The Gurmans died in each other’s arms as the terrorist walked up the footbridge to join his son and the two opened fire at the Hanukkah celebration–drone footage taken near the end of the massacre later showed the couple lying next to each other. Bystanders nearby started to run while the people being targeted farther away reportedly thought they were hearing fireworks before they saw victims being shot and realized they were in mortal danger.
Hundreds of people of all ages dressed casually or in swimwear started sprinting in every available direction as the gunfire rang out while some took cover behind vehicles and sidewalk curbs or sought concealment underneath outdoor tables and chairs. At least one person reportedly had to be pulled out of the water by life guards after swimming too far out into the ocean to escape. The shots were quickly joined by a ceaseless chorus of screams, police sirens, and burglar or car alarms while a small number of police officers present at the scene tried to engage the terrorists–two officers were wounded while attempting to usher civilians away from the scene and had to be hospitalized.
Bystanders filmed the shooting on their smartphones from multiple angles as the older terrorist walked down the footbridge to target people running away and the younger one kept firing long-range shots from the elevated position. The former is at one point filmed aiming his gun at a man who appears frozen with fear, only to discover he is out of ammunition–this gives the intended victim a chance to flee.
Analysts later highlighted a few seconds of video where the younger terrorist can be seen turning around and waving away bystanders filming him from that angle, only to then turn back around and resume shooting in the direction of the Hanukkah gathering. These movements are a “dead giveaway,” that the intended targets of the massacre were Jews, according to police sources speaking to Australian media.
This gesture happened seconds before Ahmed al-Ahmed–a 44-year-old father of two, local shop owner, and naturalized Australian citizen originally from Nayrab, a town in northwest Syria–tackled the older shooter. He ducked behind cars for cover while inching toward the terrorist, then broke into a sprint once he was close enough and put the other man in a headlock while the latter was aiming in the opposite direction. The younger terrorist saw this, stopped shooting, and walked down the footbridge to help his father while Ahmed wrestled for the older man’s gun and eventually got it by pulling the weapon’s sling upward.
The grappling and sudden separation from his weapon sent the terrorist falling to the ground while the younger man aimed at Ahmed and fired once or twice–it is unclear from the bystander video if this first shot hit either Ahmed, the tree next to him, or just missed both entirely.
Ahmed briefly aimed the weapon at the older terrorist but did not fire–it is unclear if he said anything, perhaps gave commands such as “Stay down!” or “Put your hands up!” as the younger one fired two more shots and then fled to the footbridge.
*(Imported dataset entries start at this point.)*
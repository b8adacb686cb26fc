mod bootstrap;
mod cli;
mod config;
mod deploy;
mod error;
mod local;
mod logging;
mod os;
mod outcome;
mod output;
mod proxy;
mod ssh;
#[cfg(test)]
mod testutil;
mod transfer;
mod verify;

use anyhow::Result;
use clap::Parser;
use std::io::IsTerminal;
use std::process::ExitCode;
use tracing::info;

use cli::Cli;
use config::prompt::{NoPrompt, Prompter, TerminalPrompter};
use config::{DeployConfig, FileConfig};
use error::{EXIT_INTERRUPTED, EXIT_OK, EXIT_UNEXPECTED};

#[tokio::main(flavor = "current_thread")]
async fn main() -> ExitCode {
    let cli = Cli::parse();

    let log_path = match logging::init(cli.verbose, &cli.log_dir) {
        Ok(path) => path,
        Err(e) => {
            output::error(&format!("{:#}", e));
            return ExitCode::from(EXIT_UNEXPECTED);
        }
    };
    install_panic_hook();
    output::info(&format!("Logging to {}", log_path.display()));

    // Prompts run before the Ctrl-C handler exists, so an interrupt there
    // terminates with the default SIGINT status.
    let config = match collect(&cli) {
        Ok(config) => config,
        Err(e) => return fail(&e),
    };

    tokio::select! {
        biased;

        _ = tokio::signal::ctrl_c() => {
            output::error("Interrupted");
            ExitCode::from(EXIT_INTERRUPTED)
        }

        result = execute(&config, cli.cleanup) => match result {
            Ok(()) => ExitCode::from(EXIT_OK),
            Err(e) => fail(&e),
        },
    }
}

fn fail(err: &anyhow::Error) -> ExitCode {
    output::error(&format!("{:#}", err));
    ExitCode::from(error::exit_code(err))
}

fn collect(cli: &Cli) -> Result<DeployConfig> {
    let file = match &cli.config {
        Some(path) => FileConfig::load(path)?,
        None => FileConfig::default(),
    };

    let prompter: &dyn Prompter = if std::io::stdin().is_terminal() {
        &TerminalPrompter
    } else {
        &NoPrompt
    };

    let config = DeployConfig::collect(
        |name| std::env::var(name).ok(),
        &file,
        prompter,
        cli.workdir.clone(),
    )?;
    info!(
        project = %config.project_id,
        target = %config.target(),
        branch = %config.branch,
        port = config.app_port,
        remote_dir = %config.remote_dir,
        "Configuration collected"
    );
    Ok(config)
}

async fn execute(config: &DeployConfig, cleanup: bool) -> Result<()> {
    if cleanup {
        cli::cleanup::run(config).await
    } else {
        cli::deploy::run(config).await
    }
}

/// Panics are unexpected faults: log where they happened and exit 2.
fn install_panic_hook() {
    std::panic::set_hook(Box::new(|panic| {
        let location = panic
            .location()
            .map(|l| format!("{}:{}", l.file(), l.line()))
            .unwrap_or_else(|| "unknown location".to_string());
        let message = panic
            .payload()
            .downcast_ref::<&str>()
            .map(|s| s.to_string())
            .or_else(|| panic.payload().downcast_ref::<String>().cloned())
            .unwrap_or_else(|| "panic".to_string());

        output::error(&format!("Unexpected failure at {}: {}", location, message));
        std::process::exit(EXIT_UNEXPECTED.into());
    }));
}
use std::path::PathBuf;

use crate::config::DeployConfig;

pub fn sample_config() -> DeployConfig {
    DeployConfig {
        repo_url: "https://example.com/acme/app.git".to_string(),
        token: None,
        branch: "main".to_string(),
        ssh_user: "deploy".to_string(),
        ssh_host: "203.0.113.7".to_string(),
        ssh_key: PathBuf::from("/tmp/id_test"),
        app_port: 8000,
        remote_dir: "/home/deploy/app".to_string(),
        project_id: "app".to_string(),
        workdir: PathBuf::from("app"),
    }
}
use anyhow::{Context, Result};
use minijinja::Environment;
use std::path::Path;

use crate::output;

const DOCKERFILE_TEMPLATE: &str = include_str!("../../templates/Dockerfile.j2");

/// Port the generated image listens on.
pub const DEFAULT_APP_PORT: u16 = 8000;

#[derive(Debug, Clone, Copy, PartialEq, Eq)]
pub enum DockerfileSource {
    Existing,
    Generated,
}

pub fn render_default() -> Result<String> {
    let mut env = Environment::new();
    env.add_template("Dockerfile", DOCKERFILE_TEMPLATE)?;
    let tmpl = env.get_template("Dockerfile")?;
    let rendered = tmpl.render(minijinja::context! {
        port => DEFAULT_APP_PORT,
    })?;
    Ok(rendered)
}

/// Write a default Dockerfile unless the working copy already has one.
pub fn ensure_dockerfile(workdir: &Path, app_port: u16) -> Result<DockerfileSource> {
    let path = workdir.join("Dockerfile");

    if path.exists() {
        output::success("Using repository Dockerfile");
        return Ok(DockerfileSource::Existing);
    }

    let content = render_default()?;
    std::fs::write(&path, content)
        .with_context(|| format!("Failed to write {}", path.display()))?;

    output::info(&format!(
        "No Dockerfile found, generated a default one listening on port {}",
        DEFAULT_APP_PORT
    ));
    if app_port != DEFAULT_APP_PORT {
        output::warning(&format!(
            "The generated image listens on {} but APP_PORT is {}",
            DEFAULT_APP_PORT, app_port
        ));
    }

    Ok(DockerfileSource::Generated)
}

#[cfg(test)]
mod tests {
    use super::*;

    #[test]
    fn generates_once_and_keeps_custom_file() {
        let dir = tempfile::tempdir().unwrap();

        assert_eq!(
            ensure_dockerfile(dir.path(), 8000).unwrap(),
            DockerfileSource::Generated
        );
        let generated = std::fs::read_to_string(dir.path().join("Dockerfile")).unwrap();
        assert!(generated.contains("EXPOSE 8000"));

        std::fs::write(dir.path().join("Dockerfile"), "FROM nginx:alpine\n").unwrap();
        assert_eq!(
            ensure_dockerfile(dir.path(), 8000).unwrap(),
            DockerfileSource::Existing
        );
        assert_eq!(
            std::fs::read_to_string(dir.path().join("Dockerfile")).unwrap(),
            "FROM nginx:alpine\n"
        );
    }

    #[test]
    fn default_runs_a_web_process_on_fixed_port() {
        let rendered = render_default().unwrap();
        assert!(rendered.contains(r#"CMD ["python", "-m", "http.server", "8000"]"#));
    }
}
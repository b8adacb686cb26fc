pub mod exec;
#[cfg(test)]
pub mod fake;

pub use exec::{quote, RemoteOutput, RemoteShell};

use anyhow::{Context, Result};
use openssh::{KnownHosts, Session, SessionBuilder};
use std::path::Path;
use std::time::Duration;
use tracing::debug;

use crate::error::DeployError;

/// Bound on the connectivity probe.
pub const PROBE_TIMEOUT: Duration = Duration::from_secs(10);

/// One multiplexed SSH master connection, reused for every remote command.
///
/// Host keys are accepted without verification (`KnownHosts::Accept`).
/// This is a trust trade-off for unattended runs against fresh VMs.
pub struct SshSession {
    session: Session,
    host: String,
}

impl SshSession {
    /// Open the master connection, authenticating non-interactively with
    /// `key`. Any failure is `RemoteUnreachable`.
    pub async fn connect(user: &str, host: &str, key: &Path) -> Result<Self> {
        debug!("Connecting to {}@{} with key {}", user, host, key.display());

        let mut builder = SessionBuilder::default();
        builder.known_hosts_check(KnownHosts::Accept);
        builder.user(user.to_string());
        builder.keyfile(key);
        builder.connect_timeout(PROBE_TIMEOUT);

        let unreachable = |reason: String| DeployError::RemoteUnreachable {
            target: format!("{}@{}", user, host),
            reason,
        };

        let session = match tokio::time::timeout(PROBE_TIMEOUT, builder.connect(host)).await {
            Ok(Ok(session)) => session,
            Ok(Err(e)) => return Err(unreachable(e.to_string()).into()),
            Err(_) => {
                return Err(unreachable(format!(
                    "no answer within {}s",
                    PROBE_TIMEOUT.as_secs()
                ))
                .into())
            }
        };

        Ok(Self {
            session,
            host: host.to_string(),
        })
    }

    pub async fn close(self) -> Result<()> {
        self.session
            .close()
            .await
            .with_context(|| format!("Failed to close SSH session to {}", self.host))?;
        Ok(())
    }
}

impl RemoteShell for SshSession {
    fn host(&self) -> &str {
        &self.host
    }

    async fn run(&self, cmd: &str) -> Result<RemoteOutput> {
        let output = self
            .session
            .command("bash")
            .arg("-c")
            .arg(cmd)
            .output()
            .await
            .with_context(|| format!("Failed to execute command on {}: {}", self.host, cmd))?;

        Ok(RemoteOutput {
            code: output.status.code(),
            stdout: String::from_utf8_lossy(&output.stdout).to_string(),
            stderr: String::from_utf8_lossy(&output.stderr).to_string(),
        })
    }
}

/// Run a no-op within [`PROBE_TIMEOUT`]; must pass before any mutation.
pub async fn probe<S: RemoteShell>(shell: &S) -> Result<()> {
    let unreachable = |reason: String| DeployError::RemoteUnreachable {
        target: shell.host().to_string(),
        reason,
    };

    match tokio::time::timeout(PROBE_TIMEOUT, shell.run("true")).await {
        Ok(Ok(out)) if out.success() => Ok(()),
        Ok(Ok(out)) => Err(unreachable(out.diagnostic()).into()),
        Ok(Err(e)) => Err(unreachable(format!("{:#}", e)).into()),
        Err(_) => Err(unreachable(format!(
            "probe timed out after {}s",
            PROBE_TIMEOUT.as_secs()
        ))
        .into()),
    }
}
use anyhow::Result;
use dialoguer::{Input, Password};

use super::Field;

/// Asks the operator for a value that was not preset.
pub trait Prompter {
    fn ask(&self, field: Field, default: Option<&str>) -> Result<String>;
}

/// Interactive terminal prompts. Secret fields are read without echo.
pub struct TerminalPrompter;

impl Prompter for TerminalPrompter {
    fn ask(&self, field: Field, default: Option<&str>) -> Result<String> {
        if field.is_secret() {
            let value = Password::new()
                .with_prompt(field.label())
                .allow_empty_password(true)
                .interact()?;
            return Ok(value);
        }

        let mut input = Input::<String>::new()
            .with_prompt(field.label())
            .allow_empty(true);
        if let Some(default) = default {
            input = input.default(default.to_string());
        }
        Ok(input.interact_text()?)
    }
}

/// Used when stdin is not a terminal: unset fields stay empty.
pub struct NoPrompt;

impl Prompter for NoPrompt {
    fn ask(&self, _field: Field, _default: Option<&str>) -> Result<String> {
        Ok(String::new())
    }
}
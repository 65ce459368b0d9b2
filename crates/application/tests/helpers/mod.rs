#![allow(dead_code)]

mod mock_ports;

#[allow(unused_imports)]
pub use mock_ports::{MockCacheStatsPort, MockValueFetcher};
The man Ahmed had been fighting then got up and slowly backed away while the shop owner took his right hand off of the weapon’s trigger guard, then waved his empty palm in the air while lowering the gun by its barrel with his left. This was most likely an attempt to avoid being mistaken for one of the terrorists–a misidentification by police at that moment could have resulted in Ahmed being shot by police officers scrambling to neutralize the active shooters.
The older terrorist briefly leaned on a street lamp to rest, seemingly winded from wrestling with the Syrian-Australian shop owner, while the younger one shouted at him to keep moving and get to the footbridge. That was when Reuven Morrison, a 62-year-old Jewish man who had been born in the Soviet Union and moved to Australia in the 1970s, was filmed charging at the older terrorist and throwing at least one brick at him. He was forced to fall back, however, when the terrorist on the footbridge fired several shots–effectively a burst of suppressive fire–in the direction of Reuven and Ahmed, who ended up crouched down next to each other behind the same tree.
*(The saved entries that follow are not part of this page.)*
use clap::Parser;
use memocache_domain::CliOverrides;
use tracing::info;

mod bootstrap;
mod di;

const DEFAULT_KEYS: [&str; 7] = ["1", "2", "1", "3", "2", "4", "1"];

#[derive(Parser)]
#[command(name = "memocache")]
#[command(version)]
#[command(about = "Memocache - bounded LRU cache in front of a slow value source")]
struct Cli {
    /// Configuration file path
    #[arg(short = 'c', long, value_name = "FILE")]
    config: Option<String>,

    /// Maximum number of cached keys
    #[arg(short = 'n', long)]
    capacity: Option<usize>,

    /// Simulated source latency in milliseconds
    #[arg(short = 'l', long)]
    latency_ms: Option<u64>,

    /// Treat keys differing only in ASCII case as the same key
    #[arg(short = 'i', long)]
    case_insensitive: bool,

    /// Log level (trace, debug, info, warn, error)
    #[arg(long)]
    log_level: Option<String>,

    /// Log format (text, json)
    #[arg(long)]
    log_format: Option<String>,

    /// Print the run as JSON instead of one line per key
    #[arg(long)]
    json: bool,

    /// Keys to fetch, in order
    #[arg(value_name = "KEY")]
    keys: Vec<String>,
}

#[tokio::main]
async fn main() -> anyhow::Result<()> {
    let cli = Cli::parse();

    let cli_overrides = CliOverrides {
        capacity: cli.capacity,
        case_insensitive_keys: cli.case_insensitive,
        latency_ms: cli.latency_ms,
        log_level: cli.log_level.clone(),
        log_format: cli.log_format.clone(),
    };

    let config = bootstrap::load_config(cli.config.as_deref(), cli_overrides)?;

    bootstrap::init_logging(&config.logging);

    info!("Starting memocache v{}", env!("CARGO_PKG_VERSION"));

    let services = di::CacheServices::new(&config)?;

    let keys: Vec<String> = if cli.keys.is_empty() {
        DEFAULT_KEYS.iter().map(|k| k.to_string()).collect()
    } else {
        cli.keys
    };

    let report = services.fetch_sequence.execute(&keys).await?;
    let stats = services.cache_stats.execute();

    if cli.json {
        let output = serde_json::json!({
            "outcomes": report,
            "cache": stats,
        });
        println!("{}", serde_json::to_string_pretty(&output)?);
        return Ok(());
    }

    for outcome in &report.outcomes {
        let label = if outcome.cache_hit { "cache hit" } else { "fetched" };
        println!(
            "{}: {} -> {} ({} ms)",
            label, outcome.key, outcome.value, outcome.elapsed_ms
        );
    }

    println!(
        "cache utilization: {}/{} ({:.0}%), hit rate {:.1}%",
        stats.count,
        stats.capacity,
        stats.utilization(),
        stats.hit_rate
    );

    Ok(())
}
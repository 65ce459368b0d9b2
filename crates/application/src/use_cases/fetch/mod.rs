mod fetch_sequence;

pub use fetch_sequence::{FetchOutcome, FetchReport, FetchSequenceUseCase};
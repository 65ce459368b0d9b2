pub mod cache_layer;
pub mod simulated;

pub use cache_layer::CachedFetcher;
pub use simulated::SimulatedFetcher;
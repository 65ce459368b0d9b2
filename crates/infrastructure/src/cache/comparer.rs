use rustc_hash::{FxBuildHasher, FxHasher};
use std::hash::{BuildHasher, Hash, Hasher};

/// Key identity shared by the store and the eviction policy.
///
/// `hash_key` must agree with `keys_equal`: keys that compare equal hash
/// equally. When a cache with owned keys `K` is queried through a borrowed
/// form `Q` (`K: Borrow<Q>`), hashing `k` and `k.borrow()` must also agree.
pub trait KeyComparer<Q: ?Sized>: Send + Sync {
    fn hash_key(&self, key: &Q) -> u64;

    fn keys_equal(&self, a: &Q, b: &Q) -> bool;
}

/// Natural `Hash + Eq` identity, hashed with FxHash.
#[derive(Debug, Clone, Copy, Default)]
pub struct DefaultComparer;

impl<Q: Hash + Eq + ?Sized> KeyComparer<Q> for DefaultComparer {
    #[inline]
    fn hash_key(&self, key: &Q) -> u64 {
        FxBuildHasher.hash_one(key)
    }

    #[inline]
    fn keys_equal(&self, a: &Q, b: &Q) -> bool {
        a == b
    }
}

/// ASCII case-insensitive identity for string-like keys.
///
/// `"KEY1"`, `"key1"` and `"Key1"` are the same key. Non-ASCII characters
/// are compared byte for byte.
#[derive(Debug, Clone, Copy, Default)]
pub struct CaseInsensitive;

impl<Q: AsRef<str> + ?Sized> KeyComparer<Q> for CaseInsensitive {
    fn hash_key(&self, key: &Q) -> u64 {
        let mut hasher = FxHasher::default();
        for byte in key.as_ref().bytes() {
            hasher.write_u8(byte.to_ascii_lowercase());
        }
        // Length terminator, mirrors what `str::hash` does.
        hasher.write_u8(0xff);
        hasher.finish()
    }

    #[inline]
    fn keys_equal(&self, a: &Q, b: &Q) -> bool {
        a.as_ref().eq_ignore_ascii_case(b.as_ref())
    }
}

/// Comparer selected at run time from configuration.
///
/// Dispatch goes through a `match` instead of a vtable so the cache keeps a
/// single concrete type whichever identity the operator picked.
#[derive(Debug, Clone, Copy, PartialEq, Eq)]
pub enum ActiveComparer {
    Exact,
    IgnoreAsciiCase,
}

impl ActiveComparer {
    pub fn from_config(case_insensitive_keys: bool) -> Self {
        if case_insensitive_keys {
            Self::IgnoreAsciiCase
        } else {
            Self::Exact
        }
    }

    pub fn as_str(&self) -> &'static str {
        match self {
            Self::Exact => "exact",
            Self::IgnoreAsciiCase => "ignore-ascii-case",
        }
    }
}

impl<Q: Hash + Eq + AsRef<str> + ?Sized> KeyComparer<Q> for ActiveComparer {
    #[inline(always)]
    fn hash_key(&self, key: &Q) -> u64 {
        match self {
            Self::Exact => DefaultComparer.hash_key(key),
            Self::IgnoreAsciiCase => CaseInsensitive.hash_key(key),
        }
    }

    #[inline(always)]
    fn keys_equal(&self, a: &Q, b: &Q) -> bool {
        match self {
            Self::Exact => DefaultComparer.keys_equal(a, b),
            Self::IgnoreAsciiCase => CaseInsensitive.keys_equal(a, b),
        }
    }
}

#[cfg(test)]
mod tests {
    use super::*;

    #[test]
    fn test_default_comparer_hash_matches_borrowed_form() {
        let owned = String::from("example");
        let hash_owned = KeyComparer::<String>::hash_key(&DefaultComparer, &owned);
        let hash_borrowed = KeyComparer::<str>::hash_key(&DefaultComparer, "example");
        assert_eq!(hash_owned, hash_borrowed);
    }

    #[test]
    fn test_case_insensitive_equal_keys_hash_equally() {
        let c = CaseInsensitive;
        assert!(c.keys_equal("KEY1", "key1"));
        assert_eq!(c.hash_key("KEY1"), c.hash_key("key1"));
        assert_eq!(c.hash_key("MiXeD"), c.hash_key(&String::from("mixed")));
    }

    #[test]
    fn test_case_insensitive_distinguishes_different_keys() {
        let c = CaseInsensitive;
        assert!(!c.keys_equal("key1", "key2"));
        assert!(!c.keys_equal("ab", "abc"));
    }

    #[test]
    fn test_active_comparer_from_config() {
        assert_eq!(ActiveComparer::from_config(false), ActiveComparer::Exact);
        assert_eq!(
            ActiveComparer::from_config(true),
            ActiveComparer::IgnoreAsciiCase
        );
        assert!(!ActiveComparer::Exact.keys_equal("A", "a"));
        assert!(ActiveComparer::IgnoreAsciiCase.keys_equal("A", "a"));
    }
}
use serde::Serialize;

/// Snapshot of bounded cache metrics for reporting.
#[derive(Debug, Clone, Default, PartialEq, Serialize)]
pub struct CacheMetricsSnapshot {
    pub capacity: usize,
    pub count: usize,
    pub hits: u64,
    pub misses: u64,
    pub insertions: u64,
    pub overwrites: u64,
    pub evictions: u64,
    pub removals: u64,
    pub policy_desyncs: u64,
    pub discarded_values: u64,
    pub hit_rate: f64,
}

impl CacheMetricsSnapshot {
    /// Share of capacity in use, in percent.
    pub fn utilization(&self) -> f64 {
        if self.capacity == 0 {
            return 0.0;
        }
        (self.count as f64 / self.capacity as f64) * 100.0
    }
}

/// Port for cache statistics exposed to the reporting layer.
pub trait CacheStatsPort: Send + Sync {
    fn cache_metrics_snapshot(&self) -> CacheMetricsSnapshot;
}
use async_trait::async_trait;
use memocache_domain::DomainError;
use std::sync::Arc;

#[derive(Debug, Clone, PartialEq, Eq)]
pub struct Fetched {
    pub value: Arc<str>,
    pub cache_hit: bool,
}

impl Fetched {
    pub fn new(value: impl Into<Arc<str>>, cache_hit: bool) -> Self {
        Self {
            value: value.into(),
            cache_hit,
        }
    }
}

/// Source of values for a key, possibly remote and slow.
#[async_trait]
pub trait ValueFetcher: Send + Sync {
    async fn fetch(&self, key: &str) -> Result<Fetched, DomainError>;
}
The older shooter walked up the footbridge steps towards his son and picked up a gun the latter had left there at the start of the attack before they simultaneously fired multiple times at the tree. It is unclear when Ahmed al-Ahmed and Reuven Morrison were shot, but both men were hit multiple times–the former would survive with serious injuries requiring surgery and intensive care but the latter man succumbed to his wounds.
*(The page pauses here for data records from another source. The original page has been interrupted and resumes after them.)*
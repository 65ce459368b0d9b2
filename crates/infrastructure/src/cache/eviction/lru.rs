use super::order::RecencyList;
use super::policy::EvictionPolicy;
use crate::cache::comparer::{DefaultComparer, KeyComparer};
use hashbrown::HashTable;
use std::sync::Arc;
use tracing::trace;

/// Least-recently-used policy.
///
/// Keeps a [`RecencyList`] arena plus a `HashTable` from key hash to arena
/// slot. Key identity comes from the same comparer the cache's store uses,
/// so both sides agree on which keys are equal. Every operation is O(1)
/// expected.
pub struct LruPolicy<K, C = DefaultComparer> {
    comparer: Arc<C>,
    order: RecencyList<K>,
    index: HashTable<usize>,
}

impl<K, C: KeyComparer<K>> LruPolicy<K, C> {
    pub fn new(comparer: Arc<C>) -> Self {
        Self::with_capacity(comparer, 0)
    }

    pub fn with_capacity(comparer: Arc<C>, capacity: usize) -> Self {
        Self {
            comparer,
            order: RecencyList::with_capacity(capacity),
            index: HashTable::with_capacity(capacity),
        }
    }

    fn position(&self, key: &K) -> Option<usize> {
        let hash = self.comparer.hash_key(key);
        let order = &self.order;
        let comparer = &self.comparer;
        self.index
            .find(hash, |&idx| {
                order
                    .key(idx)
                    .is_some_and(|tracked| comparer.keys_equal(tracked, key))
            })
            .copied()
    }
}

impl<K, C> EvictionPolicy<K> for LruPolicy<K, C>
where
    K: Clone + Send,
    C: KeyComparer<K>,
{
    fn record_add(&mut self, key: &K) {
        if let Some(idx) = self.position(key) {
            self.order.move_to_mru(idx);
            return;
        }

        let idx = self.order.push_mru(key.clone());
        let hash = self.comparer.hash_key(key);
        let order = &self.order;
        let comparer = &self.comparer;
        self.index.insert_unique(hash, idx, |&slot| {
            order.key(slot).map_or(0, |tracked| comparer.hash_key(tracked))
        });
    }

    fn record_access(&mut self, key: &K) {
        match self.position(key) {
            Some(idx) => self.order.move_to_mru(idx),
            None => trace!("Access recorded for an untracked key; ignoring"),
        }
    }

    fn record_removal(&mut self, key: &K) {
        let hash = self.comparer.hash_key(key);
        let order = &self.order;
        let comparer = &self.comparer;
        let entry = self.index.find_entry(hash, |&idx| {
            order
                .key(idx)
                .is_some_and(|tracked| comparer.keys_equal(tracked, key))
        });

        if let Ok(entry) = entry {
            let (idx, _) = entry.remove();
            self.order.remove(idx);
        }
    }

    fn try_evict(&mut self) -> Option<K> {
        let idx = self.order.lru_index()?;
        let hash = self.order.key(idx).map(|k| self.comparer.hash_key(k))?;

        if let Ok(entry) = self.index.find_entry(hash, |&slot| slot == idx) {
            entry.remove();
        }
        self.order.remove(idx)
    }

    fn len(&self) -> usize {
        self.order.len()
    }

    fn tracked_keys(&self) -> Vec<K> {
        self.order.iter().cloned().collect()
    }

    fn clear(&mut self) {
        self.order.clear();
        self.index.clear();
    }

    fn name(&self) -> &'static str {
        "lru"
    }
}
mod get_stats;

pub use get_stats::GetCacheStatsUseCase;
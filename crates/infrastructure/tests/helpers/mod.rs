#![allow(dead_code)]

mod policies;

#[allow(unused_imports)]
pub use policies::{ForgetfulPolicy, StaleVictimPolicy};

use memocache_infrastructure::{BoundedCache, EvictionPolicy, KeyComparer};
use std::collections::BTreeSet;
use std::fmt::Debug;

/// Asserts the capacity bound and that policy and store track the same keys.
pub fn assert_consistent<K, V, C, P>(cache: &BoundedCache<K, V, C, P>)
where
    K: Clone + Ord + Debug,
    V: Clone,
    C: KeyComparer<K>,
    P: EvictionPolicy<K>,
{
    let stored: BTreeSet<K> = cache.keys().into_iter().collect();
    let tracked: Vec<K> = cache.recency_order();
    let tracked_set: BTreeSet<K> = tracked.iter().cloned().collect();

    assert!(
        cache.count() <= cache.capacity(),
        "count {} exceeds capacity {}",
        cache.count(),
        cache.capacity()
    );
    assert_eq!(tracked.len(), tracked_set.len(), "policy tracks duplicates");
    assert_eq!(stored, tracked_set, "policy and store disagree");
}
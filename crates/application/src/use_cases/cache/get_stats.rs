use crate::ports::{CacheMetricsSnapshot, CacheStatsPort};
use std::sync::Arc;

pub struct GetCacheStatsUseCase {
    port: Arc<dyn CacheStatsPort>,
}

impl GetCacheStatsUseCase {
    pub fn new(port: Arc<dyn CacheStatsPort>) -> Self {
        Self { port }
    }

    pub fn execute(&self) -> CacheMetricsSnapshot {
        self.port.cache_metrics_snapshot()
    }
}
The terrorists then had to duck as small rounds impacted the footbridge railing–the first visual confirmation of police officers engaging the terrorists with their pistols, four minutes after the shooting began.
They continued to exchange fire with the police and shoot at innocent bystanders while a plainclothes detective with 15 years of service crept up behind them, an angle they neglected to guard, and opened fire on them. The older terrorist dropped from a crouch to a prone position and never got back up, only twitched and moved his limbs for the remainder of the shooting–the younger man ducked, turned around, and tried to fire on the detective at close range. The latter managed to find cover and police gunfire increased as other officers took advantage of the distraction.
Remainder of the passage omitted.